Task objective -> Print exactly the lines below between the line holding "Startup options for" and the line holding "in response to", inclusive, and nothing more.

Material to process ->
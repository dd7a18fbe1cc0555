//! The interaction controller.

use std::mem;
use std::time::{Duration, Instant};

use tracing::{debug, info, warn};

use skillscout_config::{SkillScoutConfig, Timings};
use skillscout_core::{resolve_detailed, validate_submission};
use skillscout_types::ValidationResult;
use skillscout_types::ui::{DraftInput, FocusTarget, StatusLine, StatusTone, UiOptions};

use crate::deferred::{DeferredTask, TaskPoll};
use crate::state::{ContactPhase, ContactState, SearchPhase, SearchState};
use crate::view::{NEUTRAL_HEADING, OutboundLink, PageView, Presenter, SENDING_LABEL, SUBMIT_LABEL};

pub const EMPTY_SKILL_PROMPT: &str = "Please enter a skill to search.";
pub const FIX_ERRORS_STATUS: &str = "Please fix the errors above and try again.";
pub const SENT_STATUS: &str = "Thank you! Your message has been sent successfully.";

const UI_TICK_INTERVAL: Duration = Duration::from_millis(100);

#[must_use]
pub fn loading_message(skill: &str) -> String {
    format!("Loading top free resources for \"{skill}\"...")
}

/// Startup options for [`App`].
#[derive(Debug, Clone, Copy, Default, PartialEq, Eq)]
pub struct AppOptions {
    pub ui: UiOptions,
    pub timings: Timings,
}

impl AppOptions {
    #[must_use]
    pub fn from_config(config: Option<&SkillScoutConfig>) -> Self {
        config.map_or_else(Self::default, |config| Self {
            ui: config.ui_options(),
            timings: config.timings(),
        })
    }
}

/// Owns every piece of transient UI state and mutates it only in response to
/// user events or timer completions.
#[derive(Debug)]
pub struct App {
    pub(crate) skill_input: DraftInput,
    pub(crate) email: DraftInput,
    pub(crate) message: DraftInput,
    pub(crate) focus: FocusTarget,
    view: PageView,
    search: SearchState,
    contact: ContactState,
    options: AppOptions,
    status_note: Option<StatusLine>,
    tick: usize,
    last_ui_tick: Instant,
    should_quit: bool,
}

impl App {
    #[must_use]
    pub fn new(options: AppOptions) -> Self {
        Self {
            skill_input: DraftInput::default(),
            email: DraftInput::default(),
            message: DraftInput::default(),
            focus: FocusTarget::SkillInput,
            view: PageView::default(),
            search: SearchState::Idle,
            contact: ContactState::Idle,
            options,
            status_note: None,
            tick: 0,
            last_ui_tick: Instant::now(),
            should_quit: false,
        }
    }

    // ------------------------------------------------------------------
    // Accessors
    // ------------------------------------------------------------------

    pub fn should_quit(&self) -> bool {
        self.should_quit
    }

    pub fn request_quit(&mut self) {
        self.should_quit = true;
    }

    pub fn view(&self) -> &PageView {
        &self.view
    }

    pub fn skill_input(&self) -> &DraftInput {
        &self.skill_input
    }

    pub fn email_input(&self) -> &DraftInput {
        &self.email
    }

    pub fn message_input(&self) -> &DraftInput {
        &self.message
    }

    pub fn focus(&self) -> FocusTarget {
        self.focus
    }

    pub fn search_phase(&self) -> SearchPhase {
        self.search.phase()
    }

    /// Skill of the pending or last completed search.
    pub fn searched_skill(&self) -> Option<&str> {
        self.search.skill()
    }

    pub fn contact_phase(&self) -> ContactPhase {
        self.contact.phase()
    }

    /// Errors from the last rejected submit, while they are shown.
    pub fn last_validation(&self) -> Option<&ValidationResult> {
        match &self.contact {
            ContactState::ErrorShown(result) => Some(result),
            _ => None,
        }
    }

    pub fn is_busy(&self) -> bool {
        matches!(self.search, SearchState::Loading { .. })
            || matches!(self.contact, ContactState::Sending { .. })
    }

    pub fn ui_options(&self) -> UiOptions {
        self.options.ui
    }

    pub fn timings(&self) -> Timings {
        self.options.timings
    }

    pub fn tick_count(&self) -> usize {
        self.tick
    }

    /// Transient message for the status bar (link launches and the like).
    pub fn status_note(&self) -> Option<&StatusLine> {
        self.status_note.as_ref()
    }

    // ------------------------------------------------------------------
    // Focus
    // ------------------------------------------------------------------

    pub fn focus_next(&mut self) {
        self.focus = self.focus.next(self.view.cards().len());
    }

    pub fn focus_prev(&mut self) {
        self.focus = self.focus.prev(self.view.cards().len());
    }

    pub fn set_focus(&mut self, target: FocusTarget) {
        self.focus = target.clamp_to(self.view.cards().len());
    }

    /// Enter on the focused control.
    ///
    /// Returns the link to open when a card is focused; opening it is left to
    /// the caller.
    pub fn activate_focused(&mut self) -> Option<OutboundLink> {
        match self.focus {
            FocusTarget::SkillInput | FocusTarget::SearchButton => {
                self.trigger_search();
                None
            }
            FocusTarget::Card(index) => self
                .view
                .cards()
                .get(index)
                .map(|card| card.title_link.clone()),
            FocusTarget::Email | FocusTarget::Submit => {
                self.submit_contact();
                None
            }
            FocusTarget::Message => {
                self.message.enter_char('\n');
                None
            }
        }
    }

    /// The "Visit" link of the focused card.
    pub fn focused_visit_link(&self) -> Option<OutboundLink> {
        match self.focus {
            FocusTarget::Card(index) => self
                .view
                .cards()
                .get(index)
                .map(|card| card.visit_link.clone()),
            _ => None,
        }
    }

    /// Record the outcome of launching a link.
    pub fn note_link_opened(&mut self, link: &OutboundLink, result: Result<(), String>) {
        self.status_note = Some(match result {
            Ok(()) => {
                info!(url = link.url, "Opened link");
                StatusLine::new(format!("Opened {}", link.url), StatusTone::Neutral)
            }
            Err(err) => {
                warn!(url = link.url, error = %err, "Failed to open link");
                StatusLine::new(format!("Could not open {}: {err}", link.url), StatusTone::Error)
            }
        });
    }

    pub fn clear_status_note(&mut self) {
        self.status_note = None;
    }

    // ------------------------------------------------------------------
    // Search flow
    // ------------------------------------------------------------------

    /// Search for the skill in the input, as the Search control does.
    ///
    /// A pending search is cancelled first, so only the latest trigger ever
    /// renders.
    pub fn trigger_search(&mut self) {
        if let SearchState::Loading { skill, task } = mem::take(&mut self.search) {
            debug!(skill = %skill, "Cancelled pending search");
            task.cancel();
        }

        let skill = self.skill_input.text().trim().to_string();
        if skill.is_empty() {
            self.view.show_results_message(EMPTY_SKILL_PROMPT);
            self.view.set_heading(NEUTRAL_HEADING);
            self.view.clear_cards();
            self.focus = FocusTarget::SkillInput;
            return;
        }

        info!(skill = %skill, "Search started");
        self.view.show_results_message(&loading_message(&skill));
        self.view.set_heading("");
        self.view.clear_cards();
        self.focus = self.focus.clamp_to(0);

        let task = DeferredTask::schedule(self.options.timings.search_delay);
        self.search = SearchState::Loading { skill, task };
    }

    fn poll_search(&mut self) {
        match mem::take(&mut self.search) {
            SearchState::Loading { skill, mut task } => match task.poll() {
                TaskPoll::Pending => self.search = SearchState::Loading { skill, task },
                TaskPoll::Done => self.finish_search(skill),
                TaskPoll::Cancelled => {
                    warn!(skill = %skill, "Search timer went away before firing");
                }
            },
            other => self.search = other,
        }
    }

    fn finish_search(&mut self, skill: String) {
        let lookup = resolve_detailed(&skill);
        info!(
            skill = %skill,
            key = %lookup.key,
            matched = lookup.matched,
            count = lookup.resources.len(),
            "Search completed"
        );

        self.view.render_resources(&skill, lookup.resources);
        if let Some(target) = self.view.take_focus_request() {
            self.set_focus(target);
        }
        if let Some(announcement) = self.view.live_region().latest() {
            debug!(text = %announcement.text, "Live region update");
        }

        self.search = if lookup.resources.is_empty() {
            SearchState::Empty { skill }
        } else {
            SearchState::Populated { skill }
        };
    }

    // ------------------------------------------------------------------
    // Contact flow
    // ------------------------------------------------------------------

    /// Validate the contact form and, if valid, start the simulated send.
    ///
    /// Ignored while a send is in progress (the submit control is disabled).
    pub fn submit_contact(&mut self) {
        if matches!(self.contact, ContactState::Sending { .. }) {
            debug!("Submit ignored while sending");
            return;
        }

        self.view.clear_field_errors();

        match validate_submission(self.email.text(), self.message.text()) {
            Err(result) => {
                debug!(
                    email_error = ?result.email_error,
                    message_error = ?result.message_error,
                    "Contact form rejected"
                );
                self.view.set_field_errors(&result);
                self.view
                    .set_contact_status(FIX_ERRORS_STATUS, StatusTone::Error);
                self.contact = ContactState::ErrorShown(result);
            }
            Ok(submission) => {
                info!(
                    message_chars = submission.message().chars().count(),
                    "Contact message sending"
                );
                self.view.set_submit_state(false, SENDING_LABEL);
                self.view.set_contact_status("", StatusTone::Neutral);
                let task = DeferredTask::schedule(self.options.timings.send_delay);
                self.contact = ContactState::Sending { submission, task };
            }
        }
    }

    fn poll_contact(&mut self) {
        match mem::take(&mut self.contact) {
            ContactState::Sending {
                submission,
                mut task,
            } => match task.poll() {
                TaskPoll::Pending => self.contact = ContactState::Sending { submission, task },
                TaskPoll::Done => {
                    info!(email_len = submission.email().len(), "Contact message sent");
                    self.finish_send();
                }
                TaskPoll::Cancelled => {
                    warn!("Send timer went away before firing");
                    self.view.set_submit_state(true, SUBMIT_LABEL);
                }
            },
            other => self.contact = other,
        }
    }

    fn finish_send(&mut self) {
        self.view.set_contact_status(SENT_STATUS, StatusTone::Success);
        self.email.clear();
        self.message.clear();
        self.view.set_submit_state(true, SUBMIT_LABEL);
        self.contact = ContactState::Sent;
    }

    // ------------------------------------------------------------------
    // Frame loop
    // ------------------------------------------------------------------

    /// Advance timers and the spinner.
    pub fn tick(&mut self) {
        self.poll_search();
        self.poll_contact();

        let now = Instant::now();
        if now.duration_since(self.last_ui_tick) >= UI_TICK_INTERVAL {
            self.last_ui_tick = now;
            self.tick = self.tick.wrapping_add(1);
        }
    }
}
const APP_TITLE: &str = "SkillScout";
const TAGLINE: &str = "Find top free learning resources for any skill";
const SEARCH_BUTTON_LABEL: &str = "Search";
const CONTACT_TITLE: &str = "Contact Us";
/// Rows per card: title, description, visit link, spacer.
const CARD_ROWS: usize = 4;
const MESSAGE_FIELD_HEIGHT: u16 = 4;
const CONTACT_HEIGHT: u16 = 3 + 1 + MESSAGE_FIELD_HEIGHT + 1 + 1 + 2;

/// Main draw function
pub fn draw(frame: &mut Frame, app: &App) {
    let options = app.ui_options();
    let palette = palette(options);
    let glyphs = glyphs(options);
    // Clear with background color
    let bg_block = Block::default().style(Style::default().bg(palette.bg_dark));
    frame.render_widget(bg_block, frame.area());

    let chunks = Layout::default()
        .direction(Direction::Vertical)
        .margin(1)
        .constraints([
            Constraint::Length(1),              // Title
            Constraint::Length(3),              // Search row
            Constraint::Min(CARD_ROWS as u16),  // Results
            Constraint::Length(CONTACT_HEIGHT), // Contact form
            Constraint::Length(1),              // Status bar
        ])
        .split(frame.area());

    draw_title(frame, chunks[0], &palette, &glyphs);
    draw_search_row(frame, app, chunks[1], &palette, &glyphs);
    draw_results(frame, app, chunks[2], &palette, &glyphs);
    draw_contact(frame, app, chunks[3], &palette, &glyphs);
    draw_status_bar(frame, app, chunks[4], &palette, &glyphs);
}

fn draw_title(frame: &mut Frame, area: Rect, palette: &Palette, glyphs: &Glyphs) {
    let title = Paragraph::new(Line::from(vec![
        Span::styled(format!(" {APP_TITLE} "), styles::title(palette)),
        Span::styled(
            format!("{} {TAGLINE}", glyphs.separator),
            Style::default().fg(palette.text_muted),
        ),
    ]));
    frame.render_widget(title, area);
}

Response to this exercise ->
/// Startup options for [`App`].
#[derive(Debug, Clone, Copy, Default, PartialEq, Eq)]
pub struct AppOptions {
    pub ui: UiOptions,
    pub timings: Timings,
}

impl AppOptions {
    #[must_use]
    pub fn from_config(config: Option<&SkillScoutConfig>) -> Self {
        config.map_or_else(Self::default, |config| Self {
            ui: config.ui_options(),
            timings: config.timings(),
        })
    }
}

/// Owns every piece of transient UI state and mutates it only in response to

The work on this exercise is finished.